### TRY IT:
Look below and pull out each line with the word "impl".

### PROVIDED RECORDS:
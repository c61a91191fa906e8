//! Row fingerprints for the SSI read/write sets.
//!
//! Keys are reduced to a 64-bit SipHash-1-3 fingerprint before entering a
//! transaction's read or write set. Fingerprints travel inside signed
//! writes, so the function must be stable across nodes and releases —
//! `std::hash::DefaultHasher` gives no such guarantee, SipHash with pinned
//! keys does.
//!
//! A fingerprint collision can make two unrelated keys look like the same
//! row to the conflict oracle. The consequence is a spurious conflict
//! (a transaction aborts that did not have to), never corruption: values
//! are always stored under the full key.

use siphasher::sip::SipHasher13;
use std::hash::Hasher;

/// 64-bit fingerprint of a state key.
pub type RowHash = u64;

/// Fingerprint a key for the read/write sets.
pub fn row_fingerprint(key: &[u8]) -> RowHash {
    let mut hasher = SipHasher13::new_with_keys(0, 0);
    hasher.write(key);
    hasher.finish()
}
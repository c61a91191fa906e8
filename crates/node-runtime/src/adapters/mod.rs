pub mod tcp;

pub use tcp::TcpBroadcast;
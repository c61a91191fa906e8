//! Node configuration.
//!
//! Loaded from a JSON file whose path comes from the command line;
//! every field has a default so a minimal file only names what differs.

use anyhow::{bail, Context, Result};
use serde::{Deserialize, Serialize};
use shared_crypto::{Identity, IDENTITY_SEED_LEN};
use std::path::Path;

/// Top-level node configuration.
#[derive(Debug, Clone, Serialize, Deserialize)]
#[serde(default)]
pub struct NodeConfig {
    pub network: NetworkConfig,
    pub consensus: ConsensusConfig,
    /// Hex-encoded 64-byte identity seed. Empty means a fresh ephemeral
    /// identity, which can follow the chain but holds no stake.
    pub identity_seed: String,
    /// Initial stake deposits baked into the genesis block. Must be
    /// identical on every node of the network.
    pub genesis: Vec<GenesisDeposit>,
}

/// Gossip transport settings.
#[derive(Debug, Clone, Serialize, Deserialize)]
#[serde(default)]
pub struct NetworkConfig {
    /// Listen address for incoming peer connections.
    pub bind: String,
    /// Peer addresses to dial; redials on disconnect.
    pub peers: Vec<String>,
    /// Incoming connections beyond this are refused.
    pub max_incoming_conn: usize,
    /// Capacity of the inbound message buffer.
    pub max_message_buf: usize,
}

/// Round and block production settings.
#[derive(Debug, Clone, Serialize, Deserialize)]
#[serde(default)]
pub struct ConsensusConfig {
    /// Wall-clock length of a round in milliseconds.
    pub round_duration_ms: u64,
    /// Points shared per round by the fork-choice rule.
    pub weight_points: u64,
    /// Maximum writes packed into a minted block; 0 means unbounded.
    pub write_budget: usize,
}

/// One genesis stake deposit.
///
/// Either a 64-byte hex `seed` (from which both public keys derive) or
/// an explicit hex `pk` plus `token_pk` pair.
#[derive(Debug, Clone, Default, Serialize, Deserialize)]
#[serde(default)]
pub struct GenesisDeposit {
    pub seed: String,
    pub pk: String,
    pub token_pk: String,
    pub stake: u64,
}

impl Default for NodeConfig {
    fn default() -> Self {
        Self {
            network: NetworkConfig::default(),
            consensus: ConsensusConfig::default(),
            identity_seed: String::new(),
            genesis: Vec::new(),
        }
    }
}

impl Default for NetworkConfig {
    fn default() -> Self {
        Self {
            bind: "127.0.0.1:9340".to_string(),
            peers: Vec::new(),
            max_incoming_conn: 64,
            max_message_buf: 1024,
        }
    }
}

impl Default for ConsensusConfig {
    fn default() -> Self {
        Self {
            round_duration_ms: 1000,
            weight_points: rc_02_chain::DEFAULT_WEIGHT_POINTS,
            write_budget: 0,
        }
    }
}

impl NodeConfig {
    /// Load configuration from a JSON file.
    pub fn load(path: impl AsRef<Path>) -> Result<Self> {
        let path = path.as_ref();
        let raw = std::fs::read_to_string(path)
            .with_context(|| format!("reading config {}", path.display()))?;
        let config: Self = serde_json::from_str(&raw)
            .with_context(|| format!("parsing config {}", path.display()))?;
        config.validate()?;
        Ok(config)
    }

    fn validate(&self) -> Result<()> {
        if self.consensus.round_duration_ms == 0 {
            bail!("round_duration_ms must be positive");
        }
        if self.consensus.weight_points == 0 {
            bail!("weight_points must be positive");
        }
        Ok(())
    }

    /// The node's identity: derived from `identity_seed`, or ephemeral
    /// when the seed is empty.
    pub fn identity(&self) -> Result<Identity> {
        if self.identity_seed.is_empty() {
            return Ok(Identity::generate());
        }
        let seed = hex::decode(&self.identity_seed).context("identity_seed is not hex")?;
        if seed.len() != IDENTITY_SEED_LEN {
            bail!(
                "identity_seed must be {IDENTITY_SEED_LEN} bytes, got {}",
                seed.len()
            );
        }
        Ok(Identity::from_seed(&seed)?)
    }
}
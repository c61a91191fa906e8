//! Node entry point.
//!
//! Usage: `node-runtime [config.json]`. Runs until interrupted, then
//! shuts the engine down with a bounded deadline.

use anyhow::{Context, Result};
use node_runtime::config::NodeConfig;
use node_runtime::NodeRuntime;
use std::time::Duration;
use tracing::{info, warn};
use tracing_subscriber::EnvFilter;

const SHUTDOWN_DEADLINE: Duration = Duration::from_secs(5);

#[tokio::main]
async fn main() -> Result<()> {
    tracing_subscriber::fmt()
        .with_env_filter(
            EnvFilter::try_from_default_env().unwrap_or_else(|_| EnvFilter::new("info")),
        )
        .init();

    let config = match std::env::args().nth(1) {
        Some(path) => NodeConfig::load(path)?,
        None => {
            warn!("[node] no config given, using defaults with an ephemeral identity");
            NodeConfig::default()
        }
    };

    let node = NodeRuntime::start(config).await?;
    info!("[node] running, press ctrl-c to stop");

    tokio::signal::ctrl_c()
        .await
        .context("waiting for interrupt")?;
    node.shutdown(SHUTDOWN_DEADLINE).await?;
    info!("[node] bye");
    Ok(())
}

### EXERCISE ANSWER:
impl Default for NodeConfig {
impl Default for NetworkConfig {
impl Default for ConsensusConfig {
impl NodeConfig {
    pub fn load(path: impl AsRef<Path>) -> Result<Self> {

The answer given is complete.